Officials at the Department for Culture, Media and Sport are baffled at the increased popularity of the act despite apparent “research” suggesting it is not pleasurable for women.

This is of course the problem with allowing a bureaucracy anywhere near such matters. Because whether something is pleasurable depends upon the individual deciding upon the pleasure. Large numbers of homosexual men do not, for example, enjoy anal sex. And a minority, according to most research, enjoy being the recipient of it. Why this should be any different for women is unknown…..but to a bureaucracy individual taste is not something greatly comprehensible, is it?

And then we’ve got the larger question: why in buggery are we paying civil servants to consider the joys of anal sex?

26 thoughts on “Hmm”

  1. The Meissen Bison

    why in buggery are we paying civil servants to consider the joys of anal sex?

    A good question and one which can be submitted to said civil servants under the consultation currently (my bad joke) in hand.

    Hard copy (their unintended bad joke) responses can be sent to: FAO Child Online Safety Team Age Verification consultation 4th Floor Department for Culture, Media and Sport 100 Parliament Street London SW1A 2BQ

  2. So Much For Subtlety

    Large numbers of homosexual men do not, for example, enjoy anal sex. And a minority, according to most research, enjoy being the recipient of it.

    I kind of doubt both those claims. I would think trivial numbers of homosexual men do not enjoy anal sex and virtually all of them enjoy being the recipient. They may say something else to people who are seeking another answer. Or they may not.

    If you want to be the active partner, you can find a lady willing to accommodate you these days. You probably always could if you looked hard enough or were nice enough. There is no point being gay unless you like doing what gay people do.

    (Or as Freud would put it, you are frozen in the anal or oral stages of development due to poor parenting)

  3. When people whine about cuts to the civil service, you would think that this entire department could be shipped to Siberia and left to freeze to death without anyone noticing.

    And who was the first person to suggest this happen? What sort of culture exists where someone feels they can suggest this and where others think it’s a good idea?

  4. Rational Anarchist

    I would have thought they’d be all in favour of increased levels of anal sex. It’s a very easy way to reduce teen pregnancy, after all.

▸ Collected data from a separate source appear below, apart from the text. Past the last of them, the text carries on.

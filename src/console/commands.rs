//! Console commands
//!
//! The actions a user can take at the console, standing in for screen taps.

use crate::validation::Field;

#[derive(Debug, Clone, PartialEq, Eq)]
pub enum Command {
    Signup,
    Login,
    Set(Field, String),
    Avatar(String),
    Submit,
    Show,
    Hint(Field),
    Whoami,
    Help,
    Quit,
    /// A known verb with bad arguments.
    Invalid(String),
    Unknown(String),
}

/// Status of a handled command
#[derive(Debug, Clone, PartialEq, Eq)]
pub enum CommandStatus {
    Success,
    Failure(String),
    Exit,
}

/// Outcome of a handled command: its status plus the text to print
#[derive(Debug, Clone, PartialEq, Eq)]
pub struct CommandResult {
    pub status: CommandStatus,
    pub message: Option<String>,
}

impl CommandResult {
    pub fn success(message: impl Into<String>) -> Self {
        Self {
            status: CommandStatus::Success,
            message: Some(message.into()),
        }
    }

    pub fn failure(reason: impl Into<String>, message: impl Into<String>) -> Self {
        Self {
            status: CommandStatus::Failure(reason.into()),
            message: Some(message.into()),
        }
    }

    pub fn is_success(&self) -> bool {
        self.status == CommandStatus::Success
    }
}
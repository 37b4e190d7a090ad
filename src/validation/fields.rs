//! Form fields
//!
//! The fixed set of signup/login fields and the value map the UI layer hands in.

use std::collections::BTreeMap;
use std::fmt;
use std::str::FromStr;

use crate::config::ValidationRules;

/// A form field. Declaration order is the display order of error lists.
#[derive(Debug, Clone, Copy, PartialEq, Eq, PartialOrd, Ord, Hash)]
pub enum Field {
    Name,
    Email,
    Password,
    ConfirmPassword,
    Address,
    City,
    Country,
}

impl Field {
    /// Every field, in display order.
    pub const ALL: [Field; 7] = [
        Field::Name,
        Field::Email,
        Field::Password,
        Field::ConfirmPassword,
        Field::Address,
        Field::City,
        Field::Country,
    ];

    /// Fields checked by the login form.
    pub const LOGIN: [Field; 2] = [Field::Email, Field::Password];

    pub fn label(&self) -> &'static str {
        match self {
            Field::Name => "Name",
            Field::Email => "Email",
            Field::Password => "Password",
            Field::ConfirmPassword => "Confirm password",
            Field::Address => "Address",
            Field::City => "City",
            Field::Country => "Country",
        }
    }

    /// Wording used when a length rule fails ("City name must be ...").
    pub(crate) fn subject(&self) -> &'static str {
        match self {
            Field::City => "City name",
            Field::Country => "Country name",
            other => other.label(),
        }
    }

    /// Every field is required on the forms that show it.
    pub fn is_required(&self) -> bool {
        true
    }

    /// Help text shown while the field has focus.
    pub fn constraint_hint(&self, rules: &ValidationRules) -> String {
        match self {
            Field::Name => format!("Minimum {} characters", rules.name_min_len),
            Field::Email => "Format: example@domain.com".to_string(),
            Field::Password => format!(
                "Minimum {} characters, at least 1 uppercase letter and 1 number",
                rules.password_min_len
            ),
            Field::ConfirmPassword => "Must match your password".to_string(),
            Field::Address => format!("Minimum {} characters", rules.address_min_len),
            Field::City => format!("Minimum {} characters", rules.city_min_len),
            Field::Country => format!("Minimum {} characters", rules.country_min_len),
        }
    }
}

impl fmt::Display for Field {
    fn fmt(&self, f: &mut fmt::Formatter<'_>) -> fmt::Result {
        f.write_str(self.label())
    }
}

/// Error returned when a field name cannot be recognised
#[derive(Debug, Clone, PartialEq, Eq)]
pub struct UnknownField(pub String);

impl fmt::Display for UnknownField {
    fn fmt(&self, f: &mut fmt::Formatter<'_>) -> fmt::Result {
        write!(f, "Unknown field: {}", self.0)
    }
}

impl std::error::Error for UnknownField {}

impl FromStr for Field {
    type Err = UnknownField;

    fn from_str(s: &str) -> Result<Self, Self::Err> {
        match s.trim().to_ascii_lowercase().as_str() {
            "name" => Ok(Field::Name),
            "email" => Ok(Field::Email),
            "password" => Ok(Field::Password),
            "confirm" | "confirm_password" | "confirmpassword" => Ok(Field::ConfirmPassword),
            "address" => Ok(Field::Address),
            "city" => Ok(Field::City),
            "country" => Ok(Field::Country),
            _ => Err(UnknownField(s.to_string())),
        }
    }
}

/// Raw field values keyed by field. Missing fields read as empty.
#[derive(Debug, Clone, Default, PartialEq, Eq)]
pub struct FieldValues {
    values: BTreeMap<Field, String>,
}

impl FieldValues {
    pub fn new() -> Self {
        Self::default()
    }

    /// Builder-style setter.
    pub fn with(mut self, field: Field, value: impl Into<String>) -> Self {
        self.set(field, value);
        self
    }

    pub fn set(&mut self, field: Field, value: impl Into<String>) {
        self.values.insert(field, value.into());
    }

    pub fn get(&self, field: Field) -> &str {
        self.values.get(&field).map(String::as_str).unwrap_or("")
    }

    pub fn iter(&self) -> impl Iterator<Item = (Field, &str)> {
        self.values.iter().map(|(f, v)| (*f, v.as_str()))
    }
}

impl FromIterator<(Field, String)> for FieldValues {
    fn from_iter<I: IntoIterator<Item = (Field, String)>>(iter: I) -> Self {
        Self {
            values: iter.into_iter().collect(),
        }
    }
}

  5. Officials at the Department for Culture, Media and Sport are baffled at the increased popularity of the act despite apparent “research” suggesting it is not pleasurable for women.

    Well, as one woman I know put it: “It depends on whether the guy knows what he’s doing.”

    In other words, blokes should be provided with state-funded courses on how to approach gently and not storm the castle gates.

  6. And do women enjoy blowjobs? Any erogenous zones down the oesophagus? How about handjobs or footjobs?

    What’s really happened is that post-AIDS, blowjobs just ain’t no thing. They used to be – there were surveys in the past that said that it was generally something that came after marriage. Then people started using BJs as safer sex. The new taboo became anal.

    And you know. I don’t even think anal is about male pleasure so much as demonstrating love. I mean that if she’ll take it up the pooper for your pleasure, she’s very concerned about your pleasure.

  7. Anyone know if the folklore is true that, starting from Greece and going through the Middle East – maybe with the exception of Jewish Israel – the closer you get to the Stans the higher the incidence of taking it up the Gary (male and female)?

  8. The Inimitable Steve

    Bunch of arse, innit?

    The Stig – And do women enjoy blowjobs?

    Right up till you marry them.

  9. “Large numbers of homosexual men do not, for example, enjoy anal sex.”

    I think large numbers of gay men pretend they don’t do much bum sex because their girly fag hag mates are squeamish about it.

    Why the fuck has this anything to do with the state? And even if you did imagine that this might be a concern for the state, why for the department of culture, media and sport? Is anal now considered a sport?

  10. The Inimitable Steve

    Matthew – Nonsense.

    They’re gay as a cunning ruse to avoid being dragged around shopping centres on Saturday mornings.

  11. So Much For Subtlety

    Matthew L – “They’re not gay because they like anal, they’re gay because they’re sexually attracted to men. ”

    I agree they are not gay because they like anal. They are gay because they like men anally penetrating them.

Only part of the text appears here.